For centuries, the museum has remained one of the most important cultural institutions. On top of preserving and presenting art, artifacts, and other objects, many museums are also known for their educational programs, engaging entertainment, and world-class architecture.
While countless beautifully designed museums exist across the globe, we've selected seven state-of-the-art examples whose architecture is among the most famous in the world.
Explore the amazing architecture of these famous museums around the world.
Paris' Louvre Museum is one of the most famous examples of old-meets-new architecture. Its world-class collection of ancient to 19th-century art is housed in a former French Renaissance-style palace whose wings wrap around two large courtyards. Within one of these courtyards is the Louvre Pyramid, a contemporary glass-and-steel structure.
In 1983, President François Mitterrand commissioned Chinese American architect I.M. Pei to design a new entrance to the museum.

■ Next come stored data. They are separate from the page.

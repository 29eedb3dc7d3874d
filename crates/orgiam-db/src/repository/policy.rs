//! A [`PolicyStore`] backed by the `role_binding` table.
//!
//! Deployments without an external authorization service use this as
//! the policy store; one row per (principal, role) pair.

use orgiam_core::error::OrgIamResult;
use orgiam_core::policy::PolicyStore;
use orgiam_core::roles::RoleSet;
use surrealdb::{Connection, Surreal};
use surrealdb_types::SurrealValue;
use tracing::debug;

use crate::error::DbError;

#[derive(Debug, SurrealValue)]
struct BindingRow {
    role: String,
}

#[derive(Clone)]
pub struct SurrealPolicyStore<C: Connection> {
    db: Surreal<C>,
}

impl<C: Connection> SurrealPolicyStore<C> {
    pub fn new(db: Surreal<C>) -> Self {
        Self { db }
    }
}

impl<C: Connection> PolicyStore for SurrealPolicyStore<C> {
    async fn grant(&self, principal: &str, role: &str) -> OrgIamResult<()> {
        let result = self
            .db
            .query("CREATE role_binding SET principal = $principal, role = $role RETURN NONE")
            .bind(("principal", principal.to_string()))
            .bind(("role", role.to_string()))
            .await
            .map_err(DbError::from)?;

        match result.check() {
            Ok(_) => {
                debug!(principal, role, "Role granted");
                Ok(())
            }
            Err(e) => match DbError::on_create("role_binding", principal, e) {
                // Unique (principal, role) index: already granted.
                DbError::AlreadyExists { .. } => Ok(()),
                other => Err(other.into()),
            },
        }
    }

    async fn revoke_all(&self, principal: &str) -> OrgIamResult<()> {
        self.db
            .query("DELETE role_binding WHERE principal = $principal")
            .bind(("principal", principal.to_string()))
            .await
            .map_err(DbError::from)?
            .check()
            .map_err(DbError::from)?;

        debug!(principal, "All roles revoked");
        Ok(())
    }

    async fn roles_of(&self, principal: &str) -> OrgIamResult<RoleSet> {
        let mut result = self
            .db
            .query("SELECT role FROM role_binding WHERE principal = $principal")
            .bind(("principal", principal.to_string()))
            .await
            .map_err(DbError::from)?;

        let rows: Vec<BindingRow> = result.take(0).map_err(DbError::from)?;
        Ok(rows.into_iter().map(|r| r.role).collect())
    }
}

Pei, whose prior projects included the National Gallery of Art's East Building and John F. Kennedy Library in Massachusetts, proposed a 71-foot pyramid that would bring guests to a luminous underground lobby. His concept was approved and construction was completed in 1989.
Since then, the Louvre Pyramid has become a universally understood symbol of the popular museum.
The Solomon R. Guggenheim Museum
On top of its jaw-dropping collection of modern and contemporary art, The Solomon R. Guggenheim Museum in New York City's Upper East Side is famous for its Frank Lloyd Wright-designed building.
Like other Wright creations, the Guggenheim showcases the architect's interest in organic shapes and forms. Unlike the sharp rectangles of the buildings that surround it, the museum features a round silhouette separated into tiers. This aesthetic is echoed by the building's open-plan atrium, which is framed by a spiraling, shell-inspired ramp and topped with a spider web-like skylight.
Wright was approached with the project in 1943. Fifteen years and 200 sketches later, the museum finally opened to the public—and it has dazzled ever since.
Unlike the Guggenheim and the Louvre Pyramid, London's Tate Modern museum was not built from scratch. In fact, the steel-and-brick building that exhibits this world-class art collection was an electricity generating station until 2000.
The Bankside Power Station was built in the middle of the 20th century on the south bank of the River Thames. After closing in 1981, it risked demolition. However, in 1994, the Tate Gallery announced it would house its artworks, with Herzog & de Meuron architects leading its renovation.
Following its transition, the building retained much of the original architecture, including its iconic central chimney and large turbine hall. However, in 2016, an 11-story Herzog & de Meuron-designed tower called the Blavatnik Building was added to the existing site.
This new extension offers panoramic views of London while “allowing visitors to engage more deeply with art” by increasing exhibition space.